Y es en su obra donde Vargas Llosa deja claro que la literatura no es un púlpito, ni una trinchera, ni un panfleto: es un espacio para la libertad.
Por eso resulta irónico que Benedetti, que se dice escandalizado por el uso de términos como “robots” o “perros de Pavlov”, termine su artículo con la misma descalificación simplista que dice repudiar.
Se indigna por los adjetivos, pero practica el mismo reduccionismo.
Cierra con sarcasmo, pero sin argumentos.
En el fondo, lo que molesta a Benedetti no es la “frivolidad” de Vargas Llosa, sino su herejía.
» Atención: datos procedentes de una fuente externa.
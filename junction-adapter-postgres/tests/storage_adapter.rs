//! Exercises [`PgConnectorStore`] against a live Postgres instance.
//!
//! Ignored by default: these need `DATABASE_URL` pointed at a throwaway
//! database, trading mocked `sqlx` for a real round trip. Run with:
//!
//! ```sh
//! DATABASE_URL=postgres://... cargo test -p junction-adapter-postgres -- --ignored
//! ```

use std::collections::HashMap;

use junction_adapter_postgres::PgConnectorStore;
use junction_core::storage::{ConnectorRecordUpdate, NewConnectorRecordBuilder, StorageAdapter};

async fn store() -> PgConnectorStore {
    dotenvy::dotenv().ok();
    let database_url = std::env::var("DATABASE_URL").expect("DATABASE_URL must be set for this test");
    let store = PgConnectorStore::connect(&database_url).await.expect("connect");
    store.migrate().await.expect("migrate");
    sqlx::query("delete from connector_records").execute(store.pool()).await.expect("truncate");
    store
}

fn new_record(scope: &str, identity: &str, provider: &str) -> junction_core::storage::NewConnectorRecord {
    NewConnectorRecordBuilder::default()
        .scope(scope.to_string())
        .identity(identity.to_string())
        .provider(provider.to_string())
        .value(HashMap::new())
        .build()
        .unwrap()
}

#[tokio::test]
#[ignore]
async fn save_then_get_round_trips() {
    let store = store().await;
    store.save(new_record("org", "org_1", "slack")).await.unwrap();
    let fetched = store.get("org", "org_1", "slack").await.unwrap();
    assert!(fetched.is_some());
    assert_eq!(fetched.unwrap().provider, "slack");
}

#[tokio::test]
#[ignore]
async fn repeat_save_upserts_in_place() {
    let store = store().await;
    let first = store.save(new_record("org", "org_1", "slack")).await.unwrap();

    let mut second = new_record("org", "org_1", "slack");
    second.value.insert("apiKey".to_string(), serde_json::json!("new-key"));
    second.enabled = false;
    let updated = store.save(second).await.unwrap();

    assert_eq!(updated.id, first.id);
    assert_eq!(updated.created_at, first.created_at);
    assert_eq!(updated.value.get("apiKey").unwrap(), "new-key");
    assert!(!updated.enabled);

    let records = store.list("org", "org_1").await.unwrap();
    assert_eq!(records.len(), 1);
}

#[tokio::test]
#[ignore]
async fn update_missing_record_fails() {
    let store = store().await;
    let result = store.update("org", "org_1", "slack", ConnectorRecordUpdate::default()).await;
    assert!(result.is_err());
}

#[tokio::test]
#[ignore]
async fn update_merges_value_and_enabled_independently() {
    let store = store().await;
    store.save(new_record("org", "org_1", "slack")).await.unwrap();

    let mut value = HashMap::new();
    value.insert("token".to_string(), serde_json::json!("abc"));
    let updated = store
        .update("org", "org_1", "slack", ConnectorRecordUpdate { value: Some(value), enabled: None })
        .await
        .unwrap();
    assert_eq!(updated.value.get("token").unwrap(), "abc");
    assert!(updated.enabled);

    let disabled = store
        .update("org", "org_1", "slack", ConnectorRecordUpdate { value: None, enabled: Some(false) })
        .await
        .unwrap();
    assert!(!disabled.enabled);
    assert_eq!(disabled.value.get("token").unwrap(), "abc");
}

#[tokio::test]
#[ignore]
async fn webhook_secret_lookup() {
    let store = store().await;
    let mut value = HashMap::new();
    value.insert("webhook".to_string(), serde_json::json!({"secret": "abc123"}));
    let mut record = new_record("org", "org_1", "stripe");
    record.value = value;
    store.save(record).await.unwrap();

    let found = store.find_by_webhook_secret("stripe", "abc123").await.unwrap();
    assert!(found.is_some());
    let not_found = store.find_by_webhook_secret("stripe", "wrong").await.unwrap();
    assert!(not_found.is_none());
}

#[tokio::test]
#[ignore]
async fn count_connections_scopes_by_provider() {
    let store = store().await;
    store.save(new_record("org", "org_1", "slack")).await.unwrap();
    store.save(new_record("org", "org_2", "slack")).await.unwrap();
    store.save(new_record("org", "org_1", "mailchimp")).await.unwrap();
    assert_eq!(store.count_connections("slack").await.unwrap(), 2);
    assert_eq!(store.count_connections("mailchimp").await.unwrap(), 1);
}

#[tokio::test]
#[ignore]
async fn list_returns_every_provider_for_a_scope_identity() {
    let store = store().await;
    store.save(new_record("org", "org_1", "slack")).await.unwrap();
    store.save(new_record("org", "org_1", "mailchimp")).await.unwrap();
    store.save(new_record("org", "org_2", "slack")).await.unwrap();

    let records = store.list("org", "org_1").await.unwrap();
    assert_eq!(records.len(), 2);
    let providers: Vec<&str> = records.iter().map(|r| r.provider.as_str()).collect();
    assert!(providers.contains(&"slack"));
    assert!(providers.contains(&"mailchimp"));
}

#[tokio::test]
#[ignore]
async fn delete_then_exists_is_false() {
    let store = store().await;
    store.save(new_record("org", "org_1", "slack")).await.unwrap();
    assert!(store.exists("org", "org_1", "slack").await.unwrap());
    store.delete("org", "org_1", "slack").await.unwrap();
    assert!(!store.exists("org", "org_1", "slack").await.unwrap());
}

#[tokio::test]
#[ignore]
async fn update_webhook_metadata_merges_fields() {
    let store = store().await;
    store.save(new_record("org", "org_1", "stripe")).await.unwrap();

    store
        .update_webhook_metadata(
            "org",
            "org_1",
            "stripe",
            junction_core::storage::WebhookMetadataUpdate {
                last_event_at: chrono::Utc::now(),
                last_event_result: junction_core::storage::WebhookEventResult::Success,
                error: None,
            },
        )
        .await
        .unwrap();

    let record = store.get("org", "org_1", "stripe").await.unwrap().unwrap();
    let webhook = record.value.get("webhook").unwrap();
    assert_eq!(webhook["lastEventResult"], "success");
}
Le duele que alguien que fue admirado por la izquierda se haya atrevido a pensar por sí mismo. Le molesta que el talento literario y la lucidez intelectual puedan ir de la mano sin someterse a la ortodoxia.
Hoy, leída con perspectiva, aquella diatriba de Benedetti suena amarga, envejecida, y poco generosa.
La historia ha puesto a cada uno en su lugar: Benedetti sigue siendo leído por sus poemas sencillos (ideales para la seducción adolescente), por su ternura nostálgica, por su voz de barrio montevideano de clase media y no por sus infames elogios al lenguaje de las armas, la pólvora y la sangre.
Vargas Llosa, en cambio, sigue publicando, sigue incomodando (aún hoy me siguen molestando sus expresiones de apoyo a unos cuantos reaccionarios), sigue pensando.
Y, sobre todo, sigue escribiendo mejor que todos sus críticos juntos.